** What you will do **
Pick each line containing the word "never" out of the data below.

= = = = =

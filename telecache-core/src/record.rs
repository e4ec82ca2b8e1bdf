//! Telemetry envelope and its durable row form.

use serde::{Deserialize, Serialize};
use serde_json::{Map, Value};

use crate::codec::{decode_payload, encode_payload};
use crate::error::{CodecError, ValidationError};

// ============================================================================
// PAYLOAD
// ============================================================================

/// Open-ended device payload.
///
/// The coordinator never looks inside. It is an arbitrary JSON object carried
/// end-to-end, so unknown keys and nested values survive every hop.
#[derive(Debug, Clone, Default, PartialEq, Serialize, Deserialize)]
#[serde(transparent)]
pub struct Payload(Map<String, Value>);

impl Payload {
    /// Create an empty payload.
    pub fn new() -> Self {
        Self::default()
    }

    /// Borrow the underlying JSON object.
    pub fn as_map(&self) -> &Map<String, Value> {
        &self.0
    }

    pub fn is_empty(&self) -> bool {
        self.0.is_empty()
    }

    /// Whether any key or string value, at any depth, holds a NUL character.
    pub fn contains_nul(&self) -> bool {
        self.0
            .iter()
            .any(|(key, value)| key.contains('\0') || value_contains_nul(value))
    }
}

fn value_contains_nul(value: &Value) -> bool {
    match value {
        Value::String(s) => s.contains('\0'),
        Value::Array(items) => items.iter().any(value_contains_nul),
        Value::Object(map) => map
            .iter()
            .any(|(key, value)| key.contains('\0') || value_contains_nul(value)),
        _ => false,
    }
}

impl From<Map<String, Value>> for Payload {
    fn from(map: Map<String, Value>) -> Self {
        Self(map)
    }
}

impl TryFrom<Value> for Payload {
    type Error = CodecError;

    fn try_from(value: Value) -> Result<Self, Self::Error> {
        match value {
            Value::Object(map) => Ok(Self(map)),
            other => Err(CodecError::NotAnObject {
                found: json_kind(&other).to_string(),
            }),
        }
    }
}

pub(crate) fn json_kind(value: &Value) -> &'static str {
    match value {
        Value::Null => "null",
        Value::Bool(_) => "boolean",
        Value::Number(_) => "number",
        Value::String(_) => "string",
        Value::Array(_) => "array",
        Value::Object(_) => "object",
    }
}

// ============================================================================
// TELEMETRY RECORD
// ============================================================================

/// A single time-stamped reading from a device.
///
/// This is both the inbound HTTP body and the cache envelope. `device_type`
/// and `data` default when absent so older simulators that omit them are
/// still accepted.
#[derive(Debug, Clone, PartialEq, Serialize, Deserialize)]
#[cfg_attr(feature = "openapi", derive(utoipa::ToSchema))]
pub struct TelemetryRecord {
    /// Cache key and durable lookup key. Must be non-empty.
    pub device_id: String,

    /// Informational classification, never interpreted.
    #[serde(default)]
    pub device_type: String,

    /// Caller-supplied epoch-like value. No server-side clock enforcement.
    pub timestamp: i64,

    /// Opaque device payload.
    #[serde(default)]
    #[cfg_attr(feature = "openapi", schema(value_type = Object))]
    pub data: Payload,
}

impl TelemetryRecord {
    pub fn new(
        device_id: impl Into<String>,
        device_type: impl Into<String>,
        timestamp: i64,
        data: Payload,
    ) -> Self {
        Self {
            device_id: device_id.into(),
            device_type: device_type.into(),
            timestamp,
            data,
        }
    }

    /// Check the ingestion preconditions.
    pub fn validate(&self) -> Result<(), ValidationError> {
        if self.device_id.trim().is_empty() {
            return Err(ValidationError::RequiredFieldMissing {
                field: "device_id".to_string(),
            });
        }
        if let Some(field) = self.nul_field() {
            return Err(ValidationError::InvalidValue {
                field: field.to_string(),
                reason: "contains a NUL character".to_string(),
            });
        }
        Ok(())
    }

    /// The first field holding a NUL character, if any.
    ///
    /// PostgreSQL accepts NUL neither in `text` columns nor in `jsonb` strings.
    pub fn nul_field(&self) -> Option<&'static str> {
        if self.device_id.contains('\0') {
            Some("device_id")
        } else if self.device_type.contains('\0') {
            Some("device_type")
        } else if self.data.contains_nul() {
            Some("data")
        } else {
            None
        }
    }

    /// Convert to the durable row, encoding the payload canonically.
    pub fn to_row(&self) -> Result<TelemetryRow, CodecError> {
        Ok(TelemetryRow {
            device_id: self.device_id.clone(),
            device_type: self.device_type.clone(),
            timestamp: self.timestamp,
            payload: encode_payload(&self.data)?,
        })
    }

    /// Rebuild a record from a durable row.
    pub fn from_row(row: TelemetryRow) -> Result<Self, CodecError> {
        let data = decode_payload(&row.payload)?;
        Ok(Self {
            device_id: row.device_id,
            device_type: row.device_type,
            timestamp: row.timestamp,
            data,
        })
    }
}

// ============================================================================
// DURABLE ROW
// ============================================================================

/// The form a record takes inside the durable store.
///
/// `payload` is the canonical encoding of [`TelemetryRecord::data`]; the
/// store treats it as an opaque blob.
#[derive(Debug, Clone, PartialEq, Eq)]
pub struct TelemetryRow {
    pub device_id: String,
    pub device_type: String,
    pub timestamp: i64,
    pub payload: Vec<u8>,
}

= = = = =

** Solution for this task **
/// The coordinator never looks inside. It is an arbitrary JSON object carried
    /// Informational classification, never interpreted.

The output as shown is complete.